PROBLEM STATEMENT: All lines from the one containing "let instant = self.fields.booking_type" to the end of the data below are to be returned exactly, both ends included, with nothing added.

━━━━━ RECORDS

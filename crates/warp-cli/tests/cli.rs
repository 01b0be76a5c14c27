use assert_cmd::Command;
use predicates::prelude::*;

#[test]
fn help_lists_subcommands() {
    Command::cargo_bin("warp")
        .unwrap()
        .arg("--help")
        .assert()
        .success()
        .stdout(predicate::str::contains("open").and(predicate::str::contains("connect")));
}

#[test]
fn connect_requires_a_warp_id() {
    Command::cargo_bin("warp")
        .unwrap()
        .arg("connect")
        .assert()
        .failure()
        .stderr(predicate::str::contains("ID"));
}

#[test]
fn unknown_subcommand_is_rejected() {
    Command::cargo_bin("warp")
        .unwrap()
        .arg("teleport")
        .assert()
        .failure();
}
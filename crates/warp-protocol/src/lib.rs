pub mod codec;
pub mod mux;

use serde::{Deserialize, Serialize};

/// Opaque identifier of an active warp; possession is the only credential.
pub type Token = String;

/// Default daemon address used by both `warpd` and the CLI.
pub const DEFAULT_ADDRESS: &str = "127.0.0.1:4242";

/// Default daemon port.
pub const DEFAULT_PORT: u16 = 4242;

/// Terminal geometry. The host is authoritative for the value carried here.
#[derive(Serialize, Deserialize, Debug, Clone, Copy, PartialEq, Eq)]
pub struct WindowSize {
    pub rows: u16,
    pub cols: u16,
}

/// Client-facing capability set: what a shell client may do with the host's
/// terminal. The host-local shell capability is a separate type
/// (`libwarp::user::ShellCaps`) so the two permission spaces cannot be
/// confused for one another.
#[derive(Serialize, Deserialize, Debug, Clone, Copy, PartialEq, Eq, Default)]
pub struct AccessSet {
    #[serde(default)]
    pub read: bool,
    #[serde(default)]
    pub write: bool,
}

impl AccessSet {
    pub const fn read_only() -> Self {
        Self {
            read: true,
            write: false,
        }
    }

    pub const fn read_write() -> Self {
        Self {
            read: true,
            write: true,
        }
    }

    pub fn can_read(&self) -> bool {
        self.read
    }

    pub fn can_write(&self) -> bool {
        self.write
    }
}

/// Host registration, and on subsequent sends, a host window resize.
#[derive(Serialize, Deserialize, Debug, Clone)]
pub struct HostUpdate {
    pub warp: Token,
    pub window_size: WindowSize,
}

/// Single registration message sent by a shell client.
#[derive(Serialize, Deserialize, Debug, Clone)]
pub struct ClientUpdate {
    pub warp: Token,
    /// Random per-session key generated by the client.
    pub key: String,
    #[serde(default)]
    pub is_host: bool,
    pub username: String,
    pub mode: AccessSet,
}

/// Messages carried on the update stream, tagged by the sender's role.
/// The daemon dispatches on this tag and never infers the role from content.
#[derive(Serialize, Deserialize, Debug, Clone)]
#[serde(tag = "kind", rename_all = "snake_case")]
pub enum Registration {
    Host(HostUpdate),
    Client(ClientUpdate),
}

/// Host-to-client status message on the state stream. Resizes are idempotent;
/// clients may observe them in any order relative to data bytes.
#[derive(Serialize, Deserialize, Debug, Clone, Copy, PartialEq, Eq)]
pub struct State {
    pub window_size: WindowSize,
}

#[cfg(test)]
mod tests {
    use super::*;

    #[test]
    fn registration_tag_format() {
        let reg = Registration::Host(HostUpdate {
            warp: "ae7fd234abe2".to_string(),
            window_size: WindowSize { rows: 40, cols: 120 },
        });
        let json = serde_json::to_string(&reg).unwrap();
        assert!(json.contains(r#""kind":"host""#));
        let parsed: Registration = serde_json::from_str(&json).unwrap();
        match parsed {
            Registration::Host(h) => {
                assert_eq!(h.warp, "ae7fd234abe2");
                assert_eq!(h.window_size, WindowSize { rows: 40, cols: 120 });
            }
            Registration::Client(_) => panic!("wrong variant"),
        }
    }

    #[test]
    fn client_update_defaults() {
        // is_host defaults to false when a client omits it
        let json = r#"{"kind":"client","warp":"abc","key":"k1","username":"alice","mode":{"read":true,"write":true}}"#;
        let parsed: Registration = serde_json::from_str(json).unwrap();
        match parsed {
            Registration::Client(c) => {
                assert!(!c.is_host);
                assert!(c.mode.can_read());
                assert!(c.mode.can_write());
            }
            Registration::Host(_) => panic!("wrong variant"),
        }
    }

    #[test]
    fn access_set_capabilities() {
        assert!(AccessSet::read_only().can_read());
        assert!(!AccessSet::read_only().can_write());
        assert!(AccessSet::read_write().can_write());
        let none = AccessSet::default();
        assert!(!none.can_read());
        assert!(!none.can_write());
    }

    #[test]
    fn state_roundtrip() {
        let st = State {
            window_size: WindowSize { rows: 24, cols: 80 },
        };
        let json = serde_json::to_string(&st).unwrap();
        let parsed: State = serde_json::from_str(&json).unwrap();
        assert_eq!(parsed, st);
    }
}
impl Draft {
    /// Creates a new [`Draft`] with every field set to its default.
    #[must_use]
    pub fn new(catalog: Arc<Catalog>, clock: Clock) -> Self {
        Self {
            fields: Fields::new(clock.today()),
            catalog,
            clock,
            add_on_prices: add_on::Prices::default(),
        }
    }

    /// Returns the pricing [`Catalog`] of this [`Draft`].
    #[must_use]
    pub fn catalog(&self) -> &Catalog {
        &self.catalog
    }

    /// Returns the [`Clock`] of this [`Draft`].
    #[must_use]
    pub fn clock(&self) -> &Clock {
        &self.clock
    }

    /// Returns the current [`BookingType`].
    #[must_use]
    pub fn booking_type(&self) -> BookingType {
        self.fields.booking_type
    }

    /// Returns the current [`PricingMode`].
    #[must_use]
    pub fn pricing_mode(&self) -> PricingMode {
        self.fields.duration.mode()
    }

    /// Returns the current [`DurationSelection`].
    #[must_use]
    pub fn duration_selection(&self) -> &DurationSelection {
        &self.fields.duration
    }

    /// Returns the chosen [`SizeId`], if any.
    #[must_use]
    pub fn selected_size(&self) -> Option<&SizeId> {
        match &self.fields.duration {
            DurationSelection::Size(id) => id.as_ref(),
            DurationSelection::Hours(_) => None,
        }
    }

    /// Returns the chosen [`Hours`], if priced by hours.
    #[must_use]
    pub fn selected_hours(&self) -> Option<Hours> {
        match self.fields.duration {
            DurationSelection::Size(_) => None,
            DurationSelection::Hours(h) => Some(h),
        }
    }

    /// Returns the chosen [`ServiceChoice`], if any.
    #[must_use]
    pub fn service(&self) -> Option<&ServiceChoice> {
        self.fields.service.as_ref()
    }

    /// Returns the current [`DateMode`].
    #[must_use]
    pub fn date_mode(&self) -> DateMode {
        self.fields.date_mode
    }

    /// Returns the chosen single date, if any.
    #[must_use]
    pub fn selected_date(&self) -> Option<Date> {
        self.fields.date
    }

    /// Returns the chosen multiple dates in ascending order.
    #[must_use]
    pub fn selected_dates(&self) -> Vec<Date> {
        self.fields.schedule.dates().collect()
    }

    /// Returns the chosen recurring [`Weekdays`].
    #[must_use]
    pub fn weekdays(&self) -> Weekdays {
        self.fields.weekdays
    }

    /// Returns the [`CalendarMonth`] the calendar shows.
    #[must_use]
    pub fn shown_month(&self) -> CalendarMonth {
        self.fields.schedule.month()
    }

    /// Returns the chosen [`TimeSlot`], if any.
    #[must_use]
    pub fn selected_time(&self) -> Option<TimeSlot> {
        self.fields.time
    }

    /// Returns IDs of the chosen [`add_on::AddOn`]s.
    #[must_use]
    pub fn add_ons(&self) -> &BTreeSet<add_on::Id> {
        &self.fields.add_ons
    }

    /// Returns the current [`PaymentMode`].
    #[must_use]
    pub fn payment_mode(&self) -> PaymentMode {
        self.fields.payment_mode
    }

    /// Returns ID of the chosen [`address::Address`], if any.
    #[must_use]
    pub fn address(&self) -> Option<address::Id> {
        self.fields.address
    }

    /// Sets the [`BookingType`].
    ///
    /// [`BookingType::Instant`] books today as soon as possible, while
    /// [`BookingType::Scheduled`] requires the date and time to be chosen
    /// again.
    pub fn set_booking_type(&mut self, ty: BookingType) {
        if self.fields.booking_type == ty {
            return;
        }
        let today = self.clock.today();
        let f = &mut self.fields;
        f.booking_type = ty;
        match ty {
            BookingType::Instant => {
                f.date = Some(today);
                f.time = Some(TimeSlot::Asap);
                f.schedule.clear();
            }
            BookingType::Scheduled => {
                f.date = None;
                f.time = None;
                f.schedule.clear();
                if f.date_mode == DateMode::RecurringWeekdays {
                    f.schedule.set_rule(f.weekdays, today);
                }
            }
        }
    }

    /// Sets the [`PricingMode`], replacing the selection of the other mode.
    ///
    /// [`PricingMode::ByHours`] starts with the default number of hours of
    /// the [`Catalog`].
    pub fn set_pricing_mode(&mut self, mode: PricingMode) {
        if self.pricing_mode() == mode {
            return;
        }
        self.fields.duration = match mode {
            PricingMode::BySize => DurationSelection::Size(None),
            PricingMode::ByHours => {
                DurationSelection::Hours(self.catalog.default_hours())
            }
        };
    }

    /// Chooses a house size tier, switching to [`PricingMode::BySize`].
    ///
    /// Sizes unknown to the [`Catalog`] are ignored.
    pub fn select_size(&mut self, id: SizeId) {
        if self.catalog.size(id.as_str()).is_none() {
            log::debug!("ignoring unknown size `{id}`");
            return;
        }
        self.fields.duration = DurationSelection::Size(Some(id));
    }

    /// Chooses a number of hours, switching to [`PricingMode::ByHours`].
    ///
    /// Hours not bookable in the [`Catalog`] are ignored.
    pub fn select_hours(&mut self, hours: Hours) {
        if self.catalog.hour_block(hours).is_none() {
            log::debug!("ignoring unbookable {hours} hours");
            return;
        }
        self.fields.duration = DurationSelection::Hours(hours);
    }

    /// Chooses a service.
    pub fn select_service(&mut self, service: impl Into<ServiceChoice>) {
        self.fields.service = Some(service.into());
    }

    /// Chooses an address.
    pub fn select_address(&mut self, id: address::Id) {
        self.fields.address = Some(id);
    }

    /// Sets the [`DateMode`] of a scheduled booking.
    ///
    /// Switching to [`DateMode::SingleDate`] drops the chosen multiple dates.
    pub fn set_date_mode(&mut self, mode: DateMode) {
        if self.is_instant("date mode") {
            return;
        }
        let today = self.clock.today();
        let f = &mut self.fields;
        f.date_mode = mode;
        match mode {
            DateMode::SingleDate => f.schedule.clear(),
            DateMode::RecurringWeekdays => {
                f.schedule.set_rule(f.weekdays, today);
            }
            DateMode::MultiDateManual => {
                f.schedule.set_rule(Weekdays::NONE, today);
            }
        }
    }

    /// Chooses a single date.
    ///
    /// Past dates are ignored.
    pub fn select_date(&mut self, date: Date) {
        if self.is_instant("date") {
            return;
        }
        if date < self.clock.today() {
            log::debug!("ignoring past date {date}");
            return;
        }
        self.fields.date = Some(date);
    }

    /// Toggles one of multiple dates.
    ///
    /// Past dates are ignored.
    pub fn toggle_date(&mut self, date: Date) {
        if self.is_instant("dates") {
            return;
        }
        let today = self.clock.today();
        _ = self.fields.schedule.toggle(date, today);
    }

    /// Sets the recurring [`Weekdays`].
    ///
    /// They populate the chosen dates in [`DateMode::RecurringWeekdays`]
    /// only.
    pub fn set_weekdays(&mut self, weekdays: Weekdays) {
        if self.is_instant("weekdays") {
            return;
        }
        self.fields.weekdays = weekdays;
        if self.fields.date_mode == DateMode::RecurringWeekdays {
            let today = self.clock.today();
            self.fields.schedule.set_rule(weekdays, today);
        }
    }

    /// Toggles a single recurring [`Weekday`].
    pub fn toggle_weekday(&mut self, day: Weekday) {
        self.set_weekdays(self.fields.weekdays.toggled(day));
    }

    /// Shows the provided `month` in the calendar, populating it with the
    /// recurring weekdays.
    pub fn show_month(&mut self, month: CalendarMonth) {
        let today = self.clock.today();
        self.fields.schedule.show(month, today);
    }

    /// Clears every chosen date and the recurring [`Weekdays`].
    pub fn clear_dates(&mut self) {
        if self.is_instant("dates") {
            return;
        }
        self.fields.date = None;
        self.fields.weekdays = Weekdays::NONE;
        self.fields.schedule.clear();
    }

    /// Drops the provided `dates` from the chosen ones, keeping the
    /// recurring [`Weekdays`].
    ///
    /// Dates not being chosen are ignored.
    pub fn drop_dates(&mut self, dates: impl IntoIterator<Item = Date>) {
        let today = self.clock.today();
        for date in dates {
            if self.fields.schedule.contains(date) {
                _ = self.fields.schedule.toggle(date, today);
            } else if self.fields.date == Some(date) {
                self.fields.date = None;
            }
        }
    }

    /// Chooses a time.
    ///
    /// Only an exact [`TimeSlot`] can be chosen for a scheduled booking.
    pub fn select_time(&mut self, slot: TimeSlot) {
        if self.is_instant("time") {
            return;
        }
        if slot.is_asap() {
            log::debug!("ignoring `ASAP` time of a scheduled booking");
            return;
        }
        self.fields.time = Some(slot);
    }

    /// Toggles an [`add_on::AddOn`].
    pub fn toggle_add_on(&mut self, id: add_on::Id) {
        if !self.fields.add_ons.remove(&id) {
            _ = self.fields.add_ons.insert(id);
        }
    }

    /// Replaces the known per-visit prices of [`add_on::AddOn`]s.
    pub fn set_add_on_prices(&mut self, prices: add_on::Prices) {
        self.add_on_prices = prices;
    }

    /// Sets the [`PaymentMode`].
    pub fn set_payment_mode(&mut self, mode: PaymentMode) {
        self.fields.payment_mode = mode;
    }

    /// Returns every field to its default.
    ///
    /// Known [`add_on::AddOn`] prices are kept, as they don't describe a
    /// booking.
    pub fn reset(&mut self) {
        self.fields = Fields::new(self.clock.today());
    }

    /// Returns the price [`Multiplier`] of the chosen service.
    #[must_use]
    pub fn multiplier(&self) -> Multiplier {
        self.fields
            .service
            .as_ref()
            .map_or(Multiplier::ONE, |s| {
                self.catalog.multiplier_for_service(&s.name)
            })
    }

    /// Returns the price of the chosen duration before the service
    /// [`Multiplier`] is applied.
    #[must_use]
    pub fn list_price(&self) -> Money {
        match &self.fields.duration {
            DurationSelection::Size(Some(id)) => {
                self.catalog.price_for_size(id.as_str())
            }
            DurationSelection::Size(None) => {
                self.catalog.price_for_hours(self.catalog.default_hours())
            }
            DurationSelection::Hours(h) => self.catalog.price_for_hours(*h),
        }
    }

    /// Returns the price of the chosen duration and service, rounded to whole
    /// currency units.
    #[must_use]
    pub fn base_price(&self) -> Money {
        self.multiplier().apply(self.list_price())
    }

    /// Returns the per-visit price of the chosen add-ons.
    #[must_use]
    pub fn add_ons_total(&self) -> Money {
        self.add_on_prices
            .total(&self.fields.add_ons, self.catalog.currency())
    }

    /// Returns the price of a single visit.
    #[must_use]
    pub fn per_visit_price(&self) -> Money {
        self.base_price() + self.add_ons_total()
    }

    /// Returns the price of all the visits.
    #[must_use]
    pub fn total_price(&self) -> Money {
        let visits = u32::try_from(self.visit_count()).unwrap_or(u32::MAX);
        self.per_visit_price() * visits
    }

    /// Returns the dates of every visit in ascending order.
    ///
    /// Multiple chosen dates take precedence over a single one.
    #[must_use]
    pub fn final_dates(&self) -> Vec<Date> {
        let dates = self.selected_dates();
        if dates.is_empty() {
            self.fields.date.into_iter().collect()
        } else {
            dates
        }
    }

    /// Returns the number of visits, which is at least one.
    #[must_use]
    pub fn visit_count(&self) -> usize {
        self.final_dates().len().max(1)
    }

    /// Returns the expected duration of a single visit, if it's known.
    #[must_use]
    pub fn duration(&self) -> Option<Minutes> {
        match &self.fields.duration {
            DurationSelection::Size(id) => id
                .as_ref()
                .and_then(|id| self.catalog.size(id.as_str()))
                .map(|tier| tier.duration),
            DurationSelection::Hours(h) => Some(h.minutes()),
        }
    }

    /// Returns the [`Validity`] of every [`Field`].
    #[must_use]
    pub fn validity(&self) -> Validity {
        let f = &self.fields;
        let instant = f.booking_type == BookingType::Instant;
        Validity {
            size: match &f.duration {
                DurationSelection::Size(id) => id.is_some(),
                DurationSelection::Hours(_) => true,
            },
            duration: match f.duration {
                DurationSelection::Size(_) => true,
                DurationSelection::Hours(h) => h >= self.catalog.min_hours(),
            },
            date: instant || !self.final_dates().is_empty(),
            time: instant || f.time.is_some(),
            service: f.service.is_some(),
            address: f.address.is_some(),
        }
    }

    /// Indicates whether this [`Draft`] is ready to be submitted.
    #[must_use]
    pub fn is_complete(&self) -> bool {
        self.validity().is_complete()
    }

    /// Indicates whether some date or dates are chosen along with a time.
    #[must_use]
    pub fn has_date_and_time(&self) -> bool {
        !self.final_dates().is_empty() && self.fields.time.is_some()
    }

    /// Checks whether this [`Draft`] is an instant booking, logging the
    /// ignored edit of the provided `what` if so.
    fn is_instant(&self, what: &str) -> bool {
        let instant = self.fields.booking_type == BookingType::Instant;
        if instant {
            log::debug!("ignoring {what} edit of an instant booking");
        }
        instant
    }
}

━━━━━━━━━━

SOLUTION FOR THIS TASK:
        let instant = self.fields.booking_type == BookingType::Instant;
        if instant {
            log::debug!("ignoring {what} edit of an instant booking");
        }
        instant
    }
}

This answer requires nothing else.